use super::TopList;
use crate::distance::{Distance, Metric};
use crate::location::Point;
use crate::ordering::Ordering;

/// 保存所有距离，查询时整体排序后截取前 k 个
///
/// 复杂度为 O(N*logN)，内存占用为 O(N)
pub struct SortedTopList {
    metric: Metric,
    target: Point,
    k: usize,
    ordering: Ordering,
    distances: Vec<Distance>,
    sorted: bool,
}

impl SortedTopList {
    pub fn new(metric: Metric, target: Point, k: usize, ordering: Ordering) -> Self {
        Self { metric, target, k, ordering, distances: vec![], sorted: true }
    }
}

impl TopList for SortedTopList {
    fn insert(&mut self, point: &Point) {
        let arrival = self.distances.len() as u64;
        self.distances.push(self.metric.measure(&self.target, point.clone(), arrival));
        self.sorted = false;
    }

    fn top(&mut self) -> Vec<Distance> {
        // 排序结果会一直保留到下一次插入
        if !self.sorted {
            self.ordering.sort(&mut self.distances);
            self.sorted = true;
        }
        let n = self.k.min(self.distances.len());
        self.distances[..n].to_vec()
    }

    fn k(&self) -> usize {
        self.k
    }
}
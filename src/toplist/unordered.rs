use super::TopList;
use crate::distance::{Distance, Metric};
use crate::location::Point;

/// 最简单的实现：保存所有距离，返回最先插入的 k 个
///
/// NOTE: 不做任何排序，结果不满足 top-k 的要求，仅作为性能测试的基准
pub struct UnorderedTopList {
    metric: Metric,
    target: Point,
    k: usize,
    distances: Vec<Distance>,
}

impl UnorderedTopList {
    pub fn new(metric: Metric, target: Point, k: usize) -> Self {
        Self { metric, target, k, distances: vec![] }
    }
}

impl TopList for UnorderedTopList {
    fn insert(&mut self, point: &Point) {
        let arrival = self.distances.len() as u64;
        self.distances.push(self.metric.measure(&self.target, point.clone(), arrival));
    }

    fn top(&mut self) -> Vec<Distance> {
        self.distances.iter().take(self.k).cloned().collect()
    }

    fn k(&self) -> usize {
        self.k
    }
}
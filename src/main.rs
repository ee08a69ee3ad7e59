use clap::Parser;
use geotopk::Opts;
use geotopk::cli::SubCommandExtend;
use geotopk::config::SubCommand;

fn main() -> anyhow::Result<()> {
    env_logger::init();

    let opts = Opts::parse();
    match &opts.subcmd {
        SubCommand::Query(config) => config.run(&opts),
        SubCommand::Generate(config) => config.run(&opts),
    }
}
use clap::{Parser, Subcommand, ValueEnum};

use crate::cli::*;
use crate::location::Point;

#[derive(Parser, Debug, Clone)]
pub struct TargetOptions {
    /// 目标点纬度
    #[arg(long, value_name = "LAT", default_value_t = 0.0, allow_negative_numbers = true)]
    pub lat: f64,
    /// 目标点经度
    #[arg(long, value_name = "LON", default_value_t = 0.0, allow_negative_numbers = true)]
    pub lon: f64,
}

impl TargetOptions {
    pub fn point(&self) -> Point {
        Point::new("-", self.lat, self.lon)
    }
}

#[derive(Parser, Debug, Clone)]
#[command(name = "geotopk", version)]
pub struct Opts {
    #[command(subcommand)]
    pub subcmd: SubCommand,
}

#[derive(Subcommand, Debug, Clone)]
pub enum SubCommand {
    /// 从 CSV 文件中找出距离目标点最近和最远的 N 个点
    Query(QueryCommand),
    /// 生成测试用的 CSV 数据并输出到标准输出
    Generate(GenerateCommand),
}

#[derive(ValueEnum, Debug, Clone, Copy)]
pub enum OutputFormat {
    Json,
    Table,
}
use std::fmt;

use clap::ValueEnum;
use serde::Serialize;

use crate::location::Point;

/// 地球平均半径，单位为米
pub const EARTH_RADIUS_METERS: f64 = 6_371_000.0;

/// 距离函数的统一形式
pub type DistanceFn = fn(&Point, &Point) -> f64;

/// 某个点到（隐含的）目标点的距离
#[derive(Debug, Clone, PartialEq, Serialize)]
pub struct Distance {
    pub point: Point,
    pub value: f64,
    /// 该点在插入序列中的位置，用于在距离相等时决定先后
    #[serde(skip)]
    pub arrival: u64,
}

impl fmt::Display for Distance {
    fn fmt(&self, f: &mut fmt::Formatter<'_>) -> fmt::Result {
        write!(f, "Distance({} = {:.6})", self.point, self.value)
    }
}

/// 使用 haversine 公式计算两点之间的大圆距离，单位为米
pub fn great_circle(p1: &Point, p2: &Point) -> f64 {
    let delta_lat = (p2.lat - p1.lat).to_radians();
    let delta_lon = (p2.lon - p1.lon).to_radians();

    let lat1 = p1.lat.to_radians();
    let lat2 = p2.lat.to_radians();

    let a = (delta_lat / 2.0).sin().powi(2)
        + (delta_lon / 2.0).sin().powi(2) * lat1.cos() * lat2.cos();

    2.0 * EARTH_RADIUS_METERS * a.sqrt().asin()
}

/// 把经纬度直接当作平面坐标计算欧氏距离，不做任何单位换算
pub fn euclidean(p1: &Point, p2: &Point) -> f64 {
    ((p1.lat - p2.lat).powi(2) + (p1.lon - p2.lon).powi(2)).sqrt()
}

#[derive(ValueEnum, Debug, Clone, Copy, PartialEq, Eq, Default)]
pub enum Metric {
    /// 球面大圆距离（米）
    #[default]
    GreatCircle,
    /// 平面欧氏距离，仅适用于小范围区域
    Euclidean,
}

impl Metric {
    pub fn as_fn(self) -> DistanceFn {
        match self {
            Self::GreatCircle => great_circle,
            Self::Euclidean => euclidean,
        }
    }

    pub fn distance(self, target: &Point, point: &Point) -> f64 {
        (self.as_fn())(target, point)
    }

    /// 计算 point 到 target 的距离，并附带插入序号
    pub fn measure(self, target: &Point, point: Point, arrival: u64) -> Distance {
        let value = self.distance(target, &point);
        Distance { point, value, arrival }
    }
}

#[cfg(test)]
mod tests {
    use super::*;

    fn target() -> Point {
        Point::new("-", 51.925146, 4.478617)
    }

    #[test]
    fn test_great_circle_golden() {
        // 参考值来自 http://www.onlineconversion.com/map_greatcircle_distance.htm
        let cases = [
            (Point::new("", 37.1768672, -3.608897), 1758080.61312),
            (Point::new("", 52.3646188, 4.9316929), 57825.50791),
            (Point::new("", 51.9245615, 4.492032399999999), 922.23121),
            (Point::new("", -1.0, -1.0), 5907469.6376),
            (Point::new("", 1.0, 1.0), 5671935.66733),
        ];
        for (point, expected) in cases {
            let d = great_circle(&target(), &point);
            assert!((d - expected).abs() < 1e-4, "expected {expected:.8}, got {d:.8}");
        }
    }

    #[test]
    fn test_great_circle_same_point() {
        assert_eq!(great_circle(&target(), &target()), 0.0);
    }

    #[test]
    fn test_euclidean() {
        let a = Point::new("a", 0.0, 0.0);
        let b = Point::new("b", 3.0, 4.0);
        assert_eq!(euclidean(&a, &b), 5.0);
        assert_eq!(Metric::Euclidean.distance(&b, &a), 5.0);
    }

    #[test]
    fn test_measure_keeps_point() {
        let p = Point::new("x", 51.9245615, 4.492032399999999);
        let d = Metric::GreatCircle.measure(&target(), p.clone(), 7);
        assert_eq!(d.point, p);
        assert_eq!(d.arrival, 7);
        assert!((d.value - 922.23121).abs() < 1e-4);
    }
}
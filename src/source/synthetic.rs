use crate::error::RecordError;
use crate::location::Point;

/// 从目标点出发沿对角线生成 count 个点，第 i 个点的 id 为 i，坐标为 target + i * delta
///
/// 距离目标点越近的点 id 越小，主要用于测试和性能测试
#[derive(Debug, Clone)]
pub struct SyntheticSource {
    target: Point,
    count: usize,
    delta: f64,
    idx: usize,
}

impl SyntheticSource {
    pub fn new(target: Point, count: usize, delta: f64) -> Self {
        Self { target, count, delta, idx: 0 }
    }
}

impl Iterator for SyntheticSource {
    type Item = Result<Point, RecordError>;

    fn next(&mut self) -> Option<Self::Item> {
        if self.idx >= self.count {
            return None;
        }
        self.idx += 1;
        let offset = self.idx as f64 * self.delta;
        Some(Ok(Point::new(
            self.idx.to_string(),
            self.target.lat + offset,
            self.target.lon + offset,
        )))
    }

    fn size_hint(&self) -> (usize, Option<usize>) {
        let remaining = self.count - self.idx;
        (remaining, Some(remaining))
    }
}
# # # #
YOUR ASSIGNMENT: Copy every line of the material above in which the string "derive" can be found.

EXERCISE ANSWER:
#[derive(Parser, Debug, Clone)]
#[derive(Parser, Debug, Clone)]
#[derive(Subcommand, Debug, Clone)]
#[derive(ValueEnum, Debug, Clone, Copy)]
#[derive(Debug, Clone, PartialEq, Serialize)]
#[derive(ValueEnum, Debug, Clone, Copy, PartialEq, Eq, Default)]
#[derive(Debug, Clone)]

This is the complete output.